Definitely opens up tons of options and retains the more traditional look.

Range-wise, I've run 53/38 and 11-34. The chain complained at 38/34. I've easily run 53/39 and 11-32, no issues. I believe the longer-cage road RD's (GS models in 9sp and 10sp) are rated at 34t wrap, total. I've exceeded that, but with a noise penalty, and I'm not sure I'd do it day in/day out.

A 9sp setup would use a longer-cage RD, the 6500 GS, 7700 GS, and probably a 5500 GS if they made one. I think Tiagra had a longer-cage 9sp model, too.

10-sp, I've used 6700 GS and 5600 and 5700 GS models. The 105 models (5600/5700) are much easier to source.

If you pair the RD/shifter combo with a compact front, just watch the chain wrap. If you insist on going over the chain wrap rating, I'd recommend you decide at which end of the scale you want issues, the big-big or small-small, and realize you should not be using either, most of the time. The narrow spacing in small/small will create chain rub on the big chainring. The big/big may have that RD stretched out pretty good.

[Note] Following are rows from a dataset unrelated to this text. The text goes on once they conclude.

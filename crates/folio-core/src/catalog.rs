//! Catalog loading
//!
//! A catalog is a JSON document listing author records. Records are plain
//! serde shapes; domain values are built through the validated
//! constructors, so a record that violates a construction invariant fails
//! the whole load instead of slipping through as data.

use chrono::{DateTime, Utc};
use serde::Deserialize;

use folio_domain::{Author, Book, Printing, PrintingType, Publisher};

use crate::{CatalogError, InMemoryAuthorDirectory};

/// Publisher entry of a printing record.
#[derive(Clone, Debug, Deserialize)]
pub struct PublisherRecord {
    pub id: String,
    pub name: String,
    pub contact: String,
}

/// One printing of a book record. `print_date` is RFC 3339.
#[derive(Clone, Debug, Deserialize)]
pub struct PrintingRecord {
    pub printing_type: String,
    #[serde(default)]
    pub publisher: Option<PublisherRecord>,
    pub print_date: String,
}

/// One book of an author record.
#[derive(Clone, Debug, Deserialize)]
pub struct BookRecord {
    pub isbn: String,
    pub title: String,
    #[serde(default)]
    pub printings: Vec<PrintingRecord>,
    #[serde(default)]
    pub star_ratings: Vec<u8>,
}

/// A catalog author, possibly with nested pseudonym records.
#[derive(Clone, Debug, Deserialize)]
pub struct AuthorRecord {
    pub name: String,
    #[serde(default)]
    pub id: Option<String>,
    #[serde(default)]
    pub pseudonyms: Vec<AuthorRecord>,
    #[serde(default)]
    pub books: Vec<BookRecord>,
}

impl PublisherRecord {
    fn into_publisher(self) -> Publisher {
        Publisher::new(self.name, self.contact).with_id(self.id)
    }
}

impl PrintingRecord {
    fn into_printing(self) -> Result<Printing, CatalogError> {
        let printing_type = PrintingType::parse(&self.printing_type)
            .ok_or_else(|| CatalogError::UnknownPrintingType(self.printing_type.clone()))?;
        let print_date: DateTime<Utc> =
            DateTime::parse_from_rfc3339(&self.print_date)?.with_timezone(&Utc);
        let publisher = self.publisher.map(PublisherRecord::into_publisher);
        Ok(Printing::new(printing_type, publisher, print_date))
    }
}

impl BookRecord {
    fn into_book(self) -> Result<Book, CatalogError> {
        let printings = self
            .printings
            .into_iter()
            .map(PrintingRecord::into_printing)
            .collect::<Result<Vec<_>, _>>()?;
        Ok(Book::new(self.isbn, self.title, printings, self.star_ratings)?)
    }
}

impl AuthorRecord {
    fn into_author(self) -> Result<Author, CatalogError> {
        let books = self
            .books
            .into_iter()
            .map(BookRecord::into_book)
            .collect::<Result<Vec<_>, _>>()?;
        let pseudonyms = self
            .pseudonyms
            .into_iter()
            .map(AuthorRecord::into_author)
            .collect::<Result<Vec<_>, _>>()?;

        let mut author = Author::new(self.name);
        if let Some(id) = self.id {
            author = author.with_id(id);
        }
        Ok(author.with_books(books).with_pseudonyms(pseudonyms))
    }
}

impl InMemoryAuthorDirectory {
    /// Load a directory from a JSON catalog of author records.
    pub fn from_json_str(json: &str) -> Result<Self, CatalogError> {
        let records: Vec<AuthorRecord> = serde_json::from_str(json)?;
        let authors = records
            .into_iter()
            .map(AuthorRecord::into_author)
            .collect::<Result<Vec<_>, _>>()?;
        Ok(Self::from_authors(authors))
    }
}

I'm currently converting an Ergo 10-sp setup to Record DT shifters (converted from bar ends) and Chorus aero brake levers. The cost is about the same as Ergos, in my experience, as Campy aero brake levers in good shape, not cheap. But it retains a traditional look, and Campy had plenty of polished or silver 10sp offerings that still look traditional.

I don't get involved in gear spacing. Whatever is offered, I ride it. Easily done, good luck.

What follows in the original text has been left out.